Seems odd that in this country where everyone where’s Havianas (the ubiquitous and cultish flip-flop sandals of Brazil), that you’d see so many shoe shine boys parading up and down the boardwalks of Copacabana and Ipanema Beaches. I’d soon find out that these fahvela kids have an incredible scam.
I’d heard about it so when the boys spotted this gringo walking in my Keen sandals, I glued my eyes on them and flashed a toothy smile. “Mister, hey mister?” I ignore the little 10 year old kid. “Look. Look!” He’s working hard to get me to look at him. “No look! You have dog shit on your shoe. I clean for you. It’s my job.” I looked down at my shoe and there was a gooey brownish pea greenish ooze on the toe jam and the straps.
I don’t know who did it. But someone just walked by me and with amazing accuracy squirted some crap on my shoe so that the boy in tow could come up and offer to clean it. I looked hard and mean at him and told him I’m capable of cleaning my own shoes and to get away from me. Some of the fahvela kids hold up tourists with guns, hold up entire buses and for the most part give Rio it’s reputation for violence and danger.

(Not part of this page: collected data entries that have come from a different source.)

use alloc::{vec, vec::Vec};
use core::{
    any::Any,
    fmt::{Debug, Display},
};

use crate::{
    any::TypeInfo,
    fields::Injectable,
    lifecycle::{Destructible, Initiated},
    property::Property,
    provider::Provider,
};

bitflags::bitflags! {
    /// Declaration modifiers attached to fields and factory methods.
    /// Used only for filtering what gets injected or exposed.
    #[derive(Debug, Clone, Copy, PartialEq, Eq, Hash, Default)]
    pub struct Modifiers: u16 {
        const PUBLIC = 1 << 0;
        const PRIVATE = 1 << 1;
        const PROTECTED = 1 << 2;
        const STATIC = 1 << 3;
        const FINAL = 1 << 4;
        const TRANSIENT = 1 << 5;
        const NATIVE = 1 << 6;
    }
}

bitflags::bitflags! {
    /// Roles a component can play, requested from a scanner.
    #[derive(Debug, Clone, Copy, PartialEq, Eq, Hash, Default)]
    pub struct Capabilities: u8 {
        /// Plain shared component.
        const SINGLETON = 1 << 0;
        const FACTORY = 1 << 1;
        const PROVIDER = 1 << 2;
        const PROPERTY = 1 << 3;
        const INITIATED = 1 << 4;
        const DESTRUCTIBLE = 1 << 5;
    }
}

/// Container configuration
/// ## Fields
/// - `fail_on_unknown_type`:
///   If `true`, requesting a type without a provider fails instead of creating it from a registered recipe.
///   Also makes a scan fail when some blueprints are still unresolved after all construction passes.
/// - `fail_on_ambiguous_dependency`:
///   If `true`, a request that matches neither a provider name nor a default provider fails.
///   Ad-hoc creation is used as a fallback only when both this and `fail_on_unknown_type` are `false`.
/// - `process_inherited_sites`:
///   If `true`, fields of embedded bases (see [`crate::Fields::inherit`]) are injected as well.
/// - `ignore_string_sites`:
///   If `true`, `String` fields are never filled from properties.
/// - `map_super_types`:
///   If `true`, every registered provider is also registered for all declared supertypes of its type.
/// - `max_construction_passes`:
///   Number of passes a scan makes over pending blueprints before giving up on them.
/// - `fields_ignore_filter` / `fields_ignore_signature`:
///   Fields having any of the filter modifiers or exactly the signature modifiers are skipped.
/// - `methods_ignore_filter` / `methods_ignore_signature`:
///   Same as above for factory methods.
/// - `meta_types`:
///   Types that never become provider keys when walking supertypes.
/// - `forbidden_method_names`:
///   Factory methods with these names are never exposed as providers.
#[derive(Debug, Clone)]
pub struct Config {
    pub fail_on_unknown_type: bool,
    pub fail_on_ambiguous_dependency: bool,
    pub process_inherited_sites: bool,
    pub ignore_string_sites: bool,
    pub map_super_types: bool,
    pub max_construction_passes: usize,
    pub fields_ignore_filter: Modifiers,
    pub fields_ignore_signature: Option<Modifiers>,
    pub methods_ignore_filter: Modifiers,
    pub methods_ignore_signature: Option<Modifiers>,
    pub meta_types: Vec<TypeInfo>,
    pub forbidden_method_names: Vec<&'static str>,
}

impl Default for Config {
    fn default() -> Self {
        Self {
            fail_on_unknown_type: true,
            fail_on_ambiguous_dependency: true,
            process_inherited_sites: true,
            ignore_string_sites: false,
            map_super_types: true,
            max_construction_passes: 5,
            fields_ignore_filter: Modifiers::STATIC | Modifiers::TRANSIENT,
            fields_ignore_signature: Some(Modifiers::TRANSIENT),
            methods_ignore_filter: Modifiers::STATIC | Modifiers::NATIVE,
            methods_ignore_signature: None,
            meta_types: default_meta_types(),
            forbidden_method_names: vec![
                "clone",
                "clone_from",
                "eq",
                "ne",
                "fmt",
                "hash",
                "drop",
                "to_string",
                "type_id",
            ],
        }
    }
}

fn default_meta_types() -> Vec<TypeInfo> {
    vec![
        TypeInfo::of::<dyn Any>(),
        TypeInfo::of::<dyn Any + Send + Sync>(),
        TypeInfo::of::<dyn Debug>(),
        TypeInfo::of::<dyn Display>(),
        TypeInfo::of::<dyn Injectable>(),
        TypeInfo::of::<dyn Initiated>(),
        TypeInfo::of::<dyn Destructible>(),
        TypeInfo::of::<dyn Provider>(),
        TypeInfo::of::<dyn Property>(),
    ]
}

impl Config {
    #[inline]
    #[must_use]
    pub fn with_fail_on_unknown_type(mut self, value: bool) -> Self {
        self.fail_on_unknown_type = value;
        self
    }

    #[inline]
    #[must_use]
    pub fn with_fail_on_ambiguous_dependency(mut self, value: bool) -> Self {
        self.fail_on_ambiguous_dependency = value;
        self
    }

    #[inline]
    #[must_use]
    pub fn with_process_inherited_sites(mut self, value: bool) -> Self {
        self.process_inherited_sites = value;
        self
    }

    #[inline]
    #[must_use]
    pub fn with_ignore_string_sites(mut self, value: bool) -> Self {
        self.ignore_string_sites = value;
        self
    }

    #[inline]
    #[must_use]
    pub fn with_map_super_types(mut self, value: bool) -> Self {
        self.map_super_types = value;
        self
    }

    #[inline]
    #[must_use]
    pub fn with_max_construction_passes(mut self, value: usize) -> Self {
        self.max_construction_passes = value;
        self
    }

    #[inline]
    #[must_use]
    pub fn with_fields_ignore(mut self, filter: Modifiers, signature: Option<Modifiers>) -> Self {
        self.fields_ignore_filter = filter;
        self.fields_ignore_signature = signature;
        self
    }

    #[inline]
    #[must_use]
    pub fn with_methods_ignore(mut self, filter: Modifiers, signature: Option<Modifiers>) -> Self {
        self.methods_ignore_filter = filter;
        self.methods_ignore_signature = signature;
        self
    }

    /// Adds a type to the meta denylist of the supertype walk.
    #[must_use]
    pub fn with_meta_type<T: ?Sized + 'static>(mut self) -> Self {
        let type_info = TypeInfo::of::<T>();
        if !self.meta_types.contains(&type_info) {
            self.meta_types.push(type_info);
        }
        self
    }

    #[must_use]
    pub fn is_meta_type(&self, type_info: &TypeInfo) -> bool {
        self.meta_types.contains(type_info)
    }

    /// Ad-hoc creation is allowed only when neither failure switch is on.
    #[inline]
    #[must_use]
    pub(crate) const fn allows_fallback(&self) -> bool {
        !(self.fail_on_unknown_type || self.fail_on_ambiguous_dependency)
    }

    #[inline]
    pub(crate) fn is_method_exposed(&self, name: &str, modifiers: Modifiers) -> bool {
        !self.methods_ignore_filter.intersects(modifiers)
            && self.methods_ignore_signature != Some(modifiers)
            && !self.forbidden_method_names.contains(&name)
    }
}

#[cfg(test)]
mod tests {
    use super::{Config, Modifiers};
    use crate::{any::TypeInfo, provider::Provider};

    trait Marker {}

    #[test]
    fn test_defaults() {
        let config = Config::default();

        assert!(config.fail_on_unknown_type);
        assert!(config.fail_on_ambiguous_dependency);
        assert!(config.process_inherited_sites);
        assert!(!config.ignore_string_sites);
        assert!(config.map_super_types);
        assert_eq!(config.max_construction_passes, 5);
        assert!(config.is_meta_type(&TypeInfo::of::<dyn Provider>()));
        assert!(!config.allows_fallback());
    }

    #[test]
    fn test_builder() {
        let config = Config::default()
            .with_fail_on_unknown_type(false)
            .with_fail_on_ambiguous_dependency(false)
            .with_max_construction_passes(2)
            .with_meta_type::<dyn Marker>()
            .with_meta_type::<dyn Marker>();

        assert!(config.allows_fallback());
        assert_eq!(config.max_construction_passes, 2);
        assert_eq!(
            config.meta_types.iter().filter(|ty| **ty == TypeInfo::of::<dyn Marker>()).count(),
            1
        );
    }

    #[test]
    fn test_method_exposure() {
        let config = Config::default();

        assert!(config.is_method_exposed("connection", Modifiers::PUBLIC));
        assert!(!config.is_method_exposed("connection", Modifiers::PUBLIC | Modifiers::STATIC));
        assert!(!config.is_method_exposed("clone", Modifiers::PUBLIC));
    }
}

I walk down to the beach and with sand and surf quickly clean the nasty sticky goop – not dog shit – off my shoe. Seems they mostly hang out on Ipanema as I was accosted a few hours later walking back to my hotel. Sure enough. I was ready. So the kid, a different one, and they got me again. I couldn’t believe it. I was like a hawk watching for the accomplice armed with the goop. But I never saw it happen. “Mister, mister! Look!”
This time I raised my arm and extended my index finger and let out a rash of profane English words then explained to the little brat in Portuguese that if I stepped in dog shit it would be on the BOTTOM of my shoe, not on the top.